A majority (84%) of the surveyed drivers between 18 and 25 years old indicated that they consider company culture important, according to ATRI.  -  File Photo: Virginia Tech

A majority (84%) of the surveyed drivers between 18 and 25 years old indicated that they consider company culture important, according to ATRI.

File Photo: Virginia Tech

Carriers define their company culture through the values and goals that they set, and they are more likely to attract and retain younger employees who share those values and goals, according to the American Transportation Research Institute latest study “Integrating Younger Adults into Trucking Careers.”

A majority (84%) of the surveyed drivers between 18 and 25 years old indicated that they consider company culture important.

Many younger drivers said that they dislike cutthroat environments and prefer collaborative environments where managers, dispatchers, and other drivers see themselves as part of the same team.

Meanwhile, carriers reported that they are conducting more frequent surveys in order to understand younger employees’ satisfaction or concerns with current company practices.

“Employees appreciate being able to have their voices heard, although it is crucial that they can respond honestly without fear of reprisal,” ATRI officials wrote.

Younger drivers identified several practices for building a community-driven company culture. Here are three things that should be a part of your fleet culture.

1. Supportive Managers

Like most others in their generation, Millennial and Gen Z truck drivers indicated they appreciate managers or supervisors with whom they can develop a professional relationship of mutual respect.

“Younger drivers that are happy with their career often consider the supportive feedback of peers and supervisors as one of their favorite parts of the industry,” ATRI officials wrote.

Carriers are also bridging the communication gap between employees and management by conducting in-person management check-ins.

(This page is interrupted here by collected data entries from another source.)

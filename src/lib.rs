//! Reliable waits and reversible fixtures for behaviour-driven browser tests.
//!
//! `stepkit` supplies the primitives that step-definition authors compose into
//! scenarios against a live, JavaScript-driven web UI. The hard part of such
//! tests is rarely "click a button": it is keeping steps reliable against an
//! eventually-consistent UI and making every fixture a step creates reversible,
//! so that one scenario never leaks state into the next.
//!
//! # Architecture
//!
//! The browser driver, identity switching, and the content-management API are
//! external collaborators. They are described by traits in [`session`],
//! [`identity`], and [`content`], and are injected by reference when a
//! [`scenario::Scenario`] begins. Everything a scenario mutates is owned by that
//! scenario value, so two scenarios can never share a compensation stack or an
//! escalation.
//!
//! # Modules
//!
//! - [`wait`]: Condition polling delegated to the session's native wait
//! - [`undo`]: LIFO compensating actions flushed at scenario end
//! - [`identity`]: Stack-discipline privilege escalation
//! - [`blocks`]: Block placement across incompatible layout subsystems
//! - [`field_ui`]: Reversible view-mode and configuration fixtures
//! - [`scenario`]: Per-scenario lifecycle wiring and reporting
//! - [`session`]: Browser session collaborator traits and element helpers
//! - [`content`]: Content and configuration collaborator trait
//! - [`config`]: Layered harness configuration (defaults < file < env)
//! - [`error`]: Semantic error types

pub mod blocks;
pub mod config;
pub mod content;
pub mod error;
pub mod field_ui;
pub mod identity;
pub mod scenario;
pub mod session;
pub mod undo;
pub mod wait;
//! Per-scenario lifecycle.
//!
//! A [`Scenario`] is created when a scenario begins and owns everything the
//! scenario mutates: its [`CompensationStack`], its [`IdentityGuard`], and the
//! block manipulator for the configured layout. Collaborators are passed in by
//! reference through [`Collaborators`]; nothing is looked up from shared state.
//!
//! Ending a scenario consumes it, so cleanup runs at most once. A scenario that
//! is dropped without being ended (for example, when a step panics) still
//! flushes its compensation stack from `Drop`.
//!
//! A compensating action that panics during that flush aborts the process,
//! since the thread is already unwinding. The pending actions are logged before
//! such a flush so the fixtures left behind can be identified.

mod report;

use std::fmt;

use tracing::{debug, error, warn};

pub use report::{ScenarioError, ScenarioReport, StepFailure};

use crate::blocks::{BlockManipulator, LayoutVariant};
use crate::config::HarnessConfig;
use crate::content::ContentApi;
use crate::error::{CleanupError, ContentError, Result};
use crate::field_ui::FieldUi;
use crate::identity::{ActingIdentity, IdentityGuard, IdentityProvider};
use crate::session::BrowserSession;
use crate::undo::CompensationStack;
use crate::wait::ConditionWaiter;

/// The external collaborators a scenario drives.
#[derive(Clone, Copy)]
pub struct Collaborators<'a> {
    /// The live browser session.
    pub session: &'a dyn BrowserSession,
    /// Identity switching, when the environment supports it.
    pub identity: Option<&'a dyn IdentityProvider>,
    /// The site's content API, when the environment exposes it.
    pub content: Option<&'a dyn ContentApi>,
}

impl<'a> Collaborators<'a> {
    /// Collaborators with only a browser session.
    #[must_use]
    pub const fn new(session: &'a dyn BrowserSession) -> Self {
        Self {
            session,
            identity: None,
            content: None,
        }
    }

    /// Add an identity provider.
    #[must_use]
    pub const fn with_identity(mut self, identity: &'a dyn IdentityProvider) -> Self {
        self.identity = Some(identity);
        self
    }

    /// Add a content API.
    #[must_use]
    pub const fn with_content(mut self, content: &'a dyn ContentApi) -> Self {
        self.content = Some(content);
        self
    }
}

/// One running scenario.
pub struct Scenario<'a> {
    name: String,
    session: &'a dyn BrowserSession,
    content: Option<&'a dyn ContentApi>,
    waiter: ConditionWaiter<'a>,
    layout: LayoutVariant,
    blocks: Box<dyn BlockManipulator + 'a>,
    undo: CompensationStack<'a>,
    identity: IdentityGuard<'a>,
    escalation_roles: Vec<String>,
    failed_step: Option<StepFailure>,
    ended: bool,
}

impl fmt::Debug for Scenario<'_> {
    fn fmt(&self, f: &mut fmt::Formatter<'_>) -> fmt::Result {
        f.debug_struct("Scenario")
            .field("name", &self.name)
            .field("layout", &self.layout)
            .field("undo", &self.undo)
            .field("identity", &self.identity)
            .field("failed_step", &self.failed_step)
            .finish_non_exhaustive()
    }
}

impl<'a> Scenario<'a> {
    /// Begin a scenario.
    #[must_use]
    pub fn begin(name: impl Into<String>, config: &HarnessConfig, collaborators: Collaborators<'a>) -> Self {
        let scenario_name = name.into();
        let waiter = ConditionWaiter::new(collaborators.session)
            .with_default_timeout(config.wait.default_timeout_secs)
            .with_ajax_timeout(config.wait.ajax_timeout_secs);
        let identity = collaborators
            .identity
            .map_or_else(IdentityGuard::unavailable, IdentityGuard::new);

        debug!(
            scenario = scenario_name.as_str(),
            layout = %config.layout,
            "beginning scenario"
        );

        Self {
            name: scenario_name,
            session: collaborators.session,
            content: collaborators.content,
            waiter,
            layout: config.layout,
            blocks: config.layout.manipulator(collaborators.session, waiter),
            undo: CompensationStack::new(),
            identity,
            escalation_roles: config.identity.escalation_roles.clone(),
            failed_step: None,
            ended: false,
        }
    }

    /// The scenario's name.
    #[must_use]
    pub fn name(&self) -> &str {
        &self.name
    }

    /// The browser session.
    #[must_use]
    pub const fn session(&self) -> &'a dyn BrowserSession {
        self.session
    }

    /// The configured condition waiter.
    #[must_use]
    pub const fn waiter(&self) -> ConditionWaiter<'a> {
        self.waiter
    }

    /// The layout subsystem active for this scenario.
    #[must_use]
    pub const fn layout(&self) -> LayoutVariant {
        self.layout
    }

    /// The block manipulator for the active layout.
    #[must_use]
    pub fn blocks(&self) -> &dyn BlockManipulator {
        self.blocks.as_ref()
    }

    /// The scenario's compensation stack.
    pub const fn undo(&mut self) -> &mut CompensationStack<'a> {
        &mut self.undo
    }

    /// The scenario's identity guard.
    pub const fn identity(&mut self) -> &mut IdentityGuard<'a> {
        &mut self.identity
    }

    /// Field UI steps bound to this scenario's collaborators.
    ///
    /// # Errors
    ///
    /// Returns `ContentError::Unavailable` when the scenario has no content
    /// API.
    pub fn field_ui(&self) -> Result<FieldUi<'a>> {
        let content = self.content.ok_or(ContentError::Unavailable)?;
        Ok(FieldUi::new(self.session, content))
    }

    /// Escalate to the configured escalation roles.
    ///
    /// # Errors
    ///
    /// As for [`IdentityGuard::acquire`].
    pub fn escalate(&mut self) -> Result<ActingIdentity> {
        self.identity.acquire(self.escalation_roles.iter().map(String::as_str))
    }

    /// The first step failure recorded so far.
    #[must_use]
    pub const fn failed_step(&self) -> Option<&StepFailure> {
        self.failed_step.as_ref()
    }

    /// Run one step.
    ///
    /// If the step fails, escalations it opened are released and the failure
    /// is recorded for the report (only the first failure is kept). The
    /// step's result is returned unchanged.
    ///
    /// # Errors
    ///
    /// Returns the step's own error.
    pub fn run_step<T, F>(&mut self, step: &str, body: F) -> Result<T>
    where
        F: FnOnce(&mut Self) -> Result<T>,
    {
        let depth = self.identity.depth();
        debug!(scenario = self.name.as_str(), step, "running step");

        let outcome = body(self);
        if let Err(step_error) = &outcome {
            if let Err(release_error) = self.identity.release_to_depth(depth) {
                warn!(
                    scenario = self.name.as_str(),
                    step,
                    error = %release_error,
                    "failed to restore identity after step failure"
                );
            }
            if self.failed_step.is_none() {
                self.failed_step = Some(StepFailure {
                    step: String::from(step),
                    error: step_error.clone(),
                });
            }
        }
        outcome
    }

    /// End the scenario: flush compensating actions and report.
    ///
    /// The flush runs whether or not a step failed. Escalations still
    /// outstanding are logged and unwound after the flush.
    #[must_use]
    pub fn on_scenario_end(mut self) -> ScenarioReport {
        let (cleanup, leaked_escalations) = self.finish();
        ScenarioReport {
            scenario: self.name.clone(),
            failed_step: self.failed_step.take(),
            cleanup,
            leaked_escalations,
        }
    }

    fn finish(&mut self) -> (Option<CleanupError>, usize) {
        self.ended = true;
        debug!(
            scenario = self.name.as_str(),
            pending = self.undo.len(),
            "ending scenario"
        );

        let cleanup = self.undo.flush().err();

        let leaked = self.identity.depth();
        if leaked > 0 {
            warn!(
                scenario = self.name.as_str(),
                leaked,
                "escalations were not released before the scenario ended"
            );
            if let Err(release_error) = self.identity.release_to_depth(0) {
                warn!(
                    scenario = self.name.as_str(),
                    error = %release_error,
                    "failed to restore identity at scenario end"
                );
            }
        }
        (cleanup, leaked)
    }
}

impl Drop for Scenario<'_> {
    fn drop(&mut self) {
        if self.ended {
            return;
        }
        if std::thread::panicking() {
            warn!(
                scenario = self.name.as_str(),
                pending = ?self.undo.pending(),
                "flushing compensating actions while a panic unwinds"
            );
        }
        let (cleanup, _) = self.finish();
        if let Some(cleanup_error) = cleanup {
            error!(
                scenario = self.name.as_str(),
                error = %cleanup_error,
                "cleanup failed for a scenario that was not ended"
            );
        }
    }
}
//! Semantic error types for stepkit.
//!
//! Every failure a step can raise is a variant of a per-concern `thiserror`
//! enum, aggregated into [`StepKitError`]. Runners that host stepkit usually
//! convert these into `eyre::Report` at their own boundary.
//!
//! Errors are also classified by [`FailureKind`], separating "the UI did not
//! reach the expected state" from "the harness was misused or misconfigured".
//! A runner reports the former and may abort the whole run on the latter.

use std::path::PathBuf;
use std::sync::Arc;

use thiserror::Error;

/// How a failure should be treated by the runner hosting the scenario.
#[derive(Debug, Clone, Copy, PartialEq, Eq)]
pub enum FailureKind {
    /// The UI never reached the expected state. The scenario fails and the run
    /// continues.
    Assertion,
    /// The active subsystem lacks an affordance the step needs.
    Unsupported,
    /// The harness was misused or the environment is misconfigured.
    Precondition,
    /// A compensating action failed while tearing fixtures down.
    Cleanup,
}

/// Errors raised while waiting for a UI-side condition.
#[derive(Debug, Clone, Error)]
pub enum WaitError {
    /// The predicate never became truthy within the budget.
    #[error("condition timed out after {seconds} seconds: {expression}")]
    ConditionTimeout {
        /// The JavaScript predicate that was awaited.
        expression: String,
        /// The budget that elapsed, in seconds.
        seconds: u64,
    },

    /// A wait was requested with a non-positive budget.
    #[error("wait timeout must be a positive number of seconds, got {seconds}")]
    InvalidTimeout {
        /// The rejected timeout.
        seconds: u64,
    },
}

/// Errors raised by block placement and lookup.
#[derive(Debug, Clone, Error)]
pub enum BlockError {
    /// No block matching the identifier is placed in the region.
    #[error("expected block '{identifier}' to be present in '{region}' region")]
    BlockNotFound {
        /// The variant-specific block identifier.
        identifier: String,
        /// The region that was searched.
        region: String,
    },

    /// More than one block matches the identifier in the region.
    #[error("found {count} blocks matching '{identifier}' in '{region}' region, expected exactly one")]
    AmbiguousBlock {
        /// The variant-specific block identifier.
        identifier: String,
        /// The region that was searched.
        region: String,
        /// How many blocks matched.
        count: usize,
    },

    /// The active layout subsystem has no affordance for the operation.
    #[error("{variant} layouts do not support {operation}")]
    NotSupported {
        /// The layout variant name.
        variant: String,
        /// The unsupported operation.
        operation: String,
    },

    /// The identifier does not follow the variant's format.
    #[error("invalid block identifier '{identifier}': {reason}")]
    InvalidIdentifier {
        /// The rejected identifier.
        identifier: String,
        /// Why it was rejected.
        reason: String,
    },
}

/// Errors raised while switching the acting identity.
#[derive(Debug, Clone, Error)]
pub enum IdentityError {
    /// The identity collaborator is missing or refused the switch.
    #[error("cannot switch identity: {reason}")]
    IdentityUnavailable {
        /// A description of the failure.
        reason: String,
    },

    /// `release` was called with no outstanding escalation.
    #[error("no active escalation to release")]
    NoActiveEscalation,
}

/// Errors reported by the browser session collaborator.
#[derive(Debug, Clone, Error)]
pub enum SessionError {
    /// No element matched the locator.
    #[error("element not found: {locator}")]
    ElementNotFound {
        /// The CSS selector or link/button locator.
        locator: String,
    },

    /// The driver cannot perform the action.
    #[error("driver does not support {action}")]
    Unsupported {
        /// The attempted action.
        action: String,
    },

    /// The driver failed for any other reason.
    #[error("browser session failed: {message}")]
    Driver {
        /// A description of the driver failure.
        message: String,
    },
}

/// Errors reported by the content and configuration collaborator.
#[derive(Debug, Clone, Error)]
pub enum ContentError {
    /// The entity type (and bundle) has no Field UI base route.
    #[error("{target} is not exposed to Field UI")]
    NotExposedToFieldUi {
        /// The entity type, optionally suffixed with `.bundle`.
        target: String,
    },

    /// The scenario was started without a content collaborator.
    #[error("no content API is available in this environment")]
    Unavailable,

    /// The content API failed.
    #[error("content API request failed: {message}")]
    Backend {
        /// A description of the failure.
        message: String,
    },
}

/// One compensating action that failed during a flush.
#[derive(Debug, Clone, PartialEq, Eq, Error)]
#[error("undo of {operation}({}) failed: {message}", .arguments.join(", "))]
pub struct UndoFailure {
    /// The name of the compensating operation.
    pub operation: String,
    /// The arguments captured when the operation was recorded.
    pub arguments: Vec<String>,
    /// The error the operation raised.
    pub message: String,
}

/// Every compensating action that failed during one flush.
///
/// A flush never stops at the first failure, so this always lists the complete
/// set of fixtures that may have leaked.
#[derive(Debug, Clone, PartialEq, Eq, Error)]
#[error("{} compensating action(s) failed during cleanup: {}", .failures.len(), join_failures(.failures))]
pub struct CleanupError {
    /// The failures, in the order the actions were attempted.
    pub failures: Vec<UndoFailure>,
}

fn join_failures(failures: &[UndoFailure]) -> String {
    failures
        .iter()
        .map(ToString::to_string)
        .collect::<Vec<_>>()
        .join("; ")
}

/// Errors that can occur during configuration loading and validation.
#[derive(Debug, Clone, Error)]
pub enum ConfigError {
    /// An explicitly requested configuration file does not exist.
    #[error("configuration file not found: {path}")]
    FileNotFound {
        /// The path where the configuration file was expected.
        path: PathBuf,
    },

    /// The configuration file could not be read or parsed.
    #[error("failed to parse configuration file: {message}")]
    ParseError {
        /// A description of the parse error.
        message: String,
    },

    /// A configuration value failed validation.
    #[error("invalid configuration value for '{field}': {reason}")]
    InvalidValue {
        /// The name of the invalid field.
        field: String,
        /// The reason the value is invalid.
        reason: String,
    },

    /// The `OrthoConfig` library returned an error while merging layers.
    #[error("configuration loading failed: {0}")]
    OrthoConfig(Arc<ortho_config::OrthoError>),
}

/// Top-level error type for stepkit.
#[derive(Debug, Clone, Error)]
pub enum StepKitError {
    /// A wait failed.
    #[error(transparent)]
    Wait(#[from] WaitError),

    /// A block operation failed.
    #[error(transparent)]
    Block(#[from] BlockError),

    /// An identity switch failed.
    #[error(transparent)]
    Identity(#[from] IdentityError),

    /// The browser session failed.
    #[error(transparent)]
    Session(#[from] SessionError),

    /// The content API failed.
    #[error(transparent)]
    Content(#[from] ContentError),

    /// One or more compensating actions failed.
    #[error(transparent)]
    Cleanup(#[from] CleanupError),

    /// Configuration could not be loaded.
    #[error(transparent)]
    Config(#[from] ConfigError),
}

impl StepKitError {
    /// Classify the error for the hosting runner.
    #[must_use]
    pub const fn kind(&self) -> FailureKind {
        match self {
            Self::Wait(WaitError::ConditionTimeout { .. })
            | Self::Block(BlockError::BlockNotFound { .. } | BlockError::AmbiguousBlock { .. })
            | Self::Session(SessionError::ElementNotFound { .. }) => FailureKind::Assertion,
            Self::Block(BlockError::NotSupported { .. })
            | Self::Session(SessionError::Unsupported { .. }) => FailureKind::Unsupported,
            Self::Cleanup(_) => FailureKind::Cleanup,
            Self::Wait(WaitError::InvalidTimeout { .. })
            | Self::Block(BlockError::InvalidIdentifier { .. })
            | Self::Identity(_)
            | Self::Session(SessionError::Driver { .. })
            | Self::Content(_)
            | Self::Config(_) => FailureKind::Precondition,
        }
    }

    /// Whether the error is an expected negative result rather than misuse.
    #[must_use]
    pub const fn is_assertion_failure(&self) -> bool {
        matches!(self.kind(), FailureKind::Assertion)
    }
}

/// A specialised `Result` type for stepkit operations.
pub type Result<T> = std::result::Result<T, StepKitError>;
//! Temporary privilege escalation with guaranteed restoration.
//!
//! Steps that need elevated rights acquire them through an [`IdentityGuard`],
//! which captures the acting identity before switching and restores exactly
//! that identity on release. Escalations nest: each acquisition pushes the
//! identity it replaced, and each release pops one level.

use std::collections::BTreeSet;
use std::fmt;

use tracing::{debug, warn};

use crate::error::{IdentityError, Result};

/// The identity a scenario is acting as.
#[derive(Debug, Clone, PartialEq, Eq)]
pub enum ActingIdentity {
    /// No one is signed in.
    Anonymous,
    /// Signed in as the named user.
    Named(String),
}

impl ActingIdentity {
    /// The user name, if signed in.
    #[must_use]
    pub fn name(&self) -> Option<&str> {
        match self {
            Self::Anonymous => None,
            Self::Named(name) => Some(name),
        }
    }
}

impl fmt::Display for ActingIdentity {
    fn fmt(&self, f: &mut fmt::Formatter<'_>) -> fmt::Result {
        match self {
            Self::Anonymous => f.write_str("anonymous"),
            Self::Named(name) => f.write_str(name),
        }
    }
}

/// The collaborator that signs users in and out of the system under test.
pub trait IdentityProvider {
    /// The identity currently acting.
    fn current(&self) -> ActingIdentity;

    /// Sign in as a user holding every role in `roles`.
    ///
    /// Returns the identity that is now acting.
    fn authenticate_by_role(
        &self,
        roles: &BTreeSet<String>,
    ) -> std::result::Result<ActingIdentity, IdentityError>;

    /// Sign in as the named user.
    fn authenticate_by_name(&self, name: &str) -> std::result::Result<ActingIdentity, IdentityError>;

    /// Sign out.
    fn reset_to_anonymous(&self) -> std::result::Result<(), IdentityError>;
}

/// Stack-discipline escalation over an [`IdentityProvider`].
pub struct IdentityGuard<'a> {
    provider: Option<&'a dyn IdentityProvider>,
    captured: Vec<ActingIdentity>,
}

impl fmt::Debug for IdentityGuard<'_> {
    fn fmt(&self, f: &mut fmt::Formatter<'_>) -> fmt::Result {
        f.debug_struct("IdentityGuard")
            .field("available", &self.provider.is_some())
            .field("captured", &self.captured)
            .finish()
    }
}

impl<'a> IdentityGuard<'a> {
    /// Create a guard over `provider`.
    #[must_use]
    pub const fn new(provider: &'a dyn IdentityProvider) -> Self {
        Self {
            provider: Some(provider),
            captured: Vec::new(),
        }
    }

    /// Create a guard for an environment with no identity collaborator.
    ///
    /// Every acquisition fails with `IdentityError::IdentityUnavailable`.
    #[must_use]
    pub const fn unavailable() -> Self {
        Self {
            provider: None,
            captured: Vec::new(),
        }
    }

    /// Number of outstanding escalations.
    #[must_use]
    pub const fn depth(&self) -> usize {
        self.captured.len()
    }

    /// Whether any escalation is outstanding.
    #[must_use]
    pub const fn is_escalated(&self) -> bool {
        !self.captured.is_empty()
    }

    /// Switch to a user holding every role in `roles`.
    ///
    /// The identity acting before the switch is captured and restored by the
    /// matching [`Self::release`]. A failed switch captures nothing.
    ///
    /// # Errors
    ///
    /// Returns `IdentityError::IdentityUnavailable` when there is no provider,
    /// `roles` is empty, or the provider refuses the switch.
    pub fn acquire<I, S>(&mut self, roles: I) -> Result<ActingIdentity>
    where
        I: IntoIterator<Item = S>,
        S: Into<String>,
    {
        let provider = self.provider.ok_or_else(|| IdentityError::IdentityUnavailable {
            reason: String::from("no identity provider is configured"),
        })?;

        let role_set: BTreeSet<String> = roles.into_iter().map(Into::into).collect();
        if role_set.is_empty() {
            return Err(IdentityError::IdentityUnavailable {
                reason: String::from("at least one role is required"),
            }
            .into());
        }

        let previous = provider.current();
        let acting = provider
            .authenticate_by_role(&role_set)
            .map_err(|error| match error {
                unavailable @ IdentityError::IdentityUnavailable { .. } => unavailable,
                IdentityError::NoActiveEscalation => IdentityError::IdentityUnavailable {
                    reason: format!("provider refused the switch: {error}"),
                },
            })?;
        debug!(
            previous = %previous,
            acting = %acting,
            roles = ?role_set,
            depth = self.captured.len() + 1,
            "escalated identity"
        );
        self.captured.push(previous);
        Ok(acting)
    }

    /// Restore the identity captured by the most recent acquisition.
    ///
    /// # Errors
    ///
    /// Returns `IdentityError::NoActiveEscalation` when nothing is outstanding,
    /// or the provider's error if the restore fails. A failed restore still
    /// consumes the escalation.
    pub fn release(&mut self) -> Result<()> {
        let previous = self
            .captured
            .pop()
            .ok_or(IdentityError::NoActiveEscalation)?;
        let Some(provider) = self.provider else {
            return Err(IdentityError::NoActiveEscalation.into());
        };

        match &previous {
            ActingIdentity::Anonymous => provider.reset_to_anonymous()?,
            ActingIdentity::Named(name) => {
                provider.authenticate_by_name(name)?;
            }
        }
        debug!(restored = %previous, depth = self.captured.len(), "released identity");
        Ok(())
    }

    /// Release escalations until at most `depth` remain.
    ///
    /// Every level is attempted even if an earlier restore fails.
    ///
    /// # Errors
    ///
    /// Returns the first restore failure.
    pub fn release_to_depth(&mut self, depth: usize) -> Result<()> {
        let mut first_error = None;
        while self.captured.len() > depth {
            if let Err(error) = self.release() {
                warn!(error = %error, "failed to restore identity");
                first_error.get_or_insert(error);
            }
        }
        first_error.map_or(Ok(()), Err)
    }

    /// Run `body` with `roles` acquired, releasing afterwards.
    ///
    /// The release runs whether or not `body` succeeds.
    ///
    /// # Errors
    ///
    /// Returns the acquisition error, else `body`'s error, else the release
    /// error. When both `body` and the release fail, the release failure is
    /// logged and `body`'s error is returned.
    pub fn with_roles<I, S, T, F>(&mut self, roles: I, body: F) -> Result<T>
    where
        I: IntoIterator<Item = S>,
        S: Into<String>,
        F: FnOnce() -> Result<T>,
    {
        self.acquire(roles)?;
        let outcome = body();
        let released = self.release();
        match (outcome, released) {
            (Ok(value), Ok(())) => Ok(value),
            (Ok(_), Err(error)) | (Err(error), Ok(())) => Err(error),
            (Err(error), Err(release_error)) => {
                warn!(error = %release_error, "failed to restore identity after step error");
                Err(error)
            }
        }
    }
}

“Having management, particularly senior level staff, meet and listen to younger employees’ concerns demonstrates that a carrier places value in employees’ opinions,” according to the study.

2. Shared Strategies

Younger employees who feel trusted, informed, and invested are more likely to remain with their carrier.

Experienced drivers can provide coaching to younger drivers as they participate within an apprenticeship program and continue on as company drivers. Carriers that support the development of relationships between younger drivers and veteran drivers are likely to experience improved retention rates, according to the study.

“Younger employees highly value ongoing feedback and validation from multiple perspectives,” according to the study.

3. Social Interaction

Younger drivers mentioned their desire for casual opportunities to converse with their colleagues, such as a break room, where conversation can naturally occur before and after shifts.

To facilitate this communication, carriers should develop opportunities for the groups to interact.  

“Carriers can improve retention by fostering positive communications between younger drivers that have recently completed an apprenticeship and younger drivers that have been on the job for a few years,” ATRI officials wrote in the report. “Younger driver mentors are best suited to respond to younger employees’ unique questions and interests because younger drivers are likely to see them as peers and because they have recently experienced the challenges and rewards of learning to drive a commercial motor vehicle. The opportunity to become a mentor can also be a strong retention incentive for younger drivers because it affirms their skills and instills a sense of fulfillment.”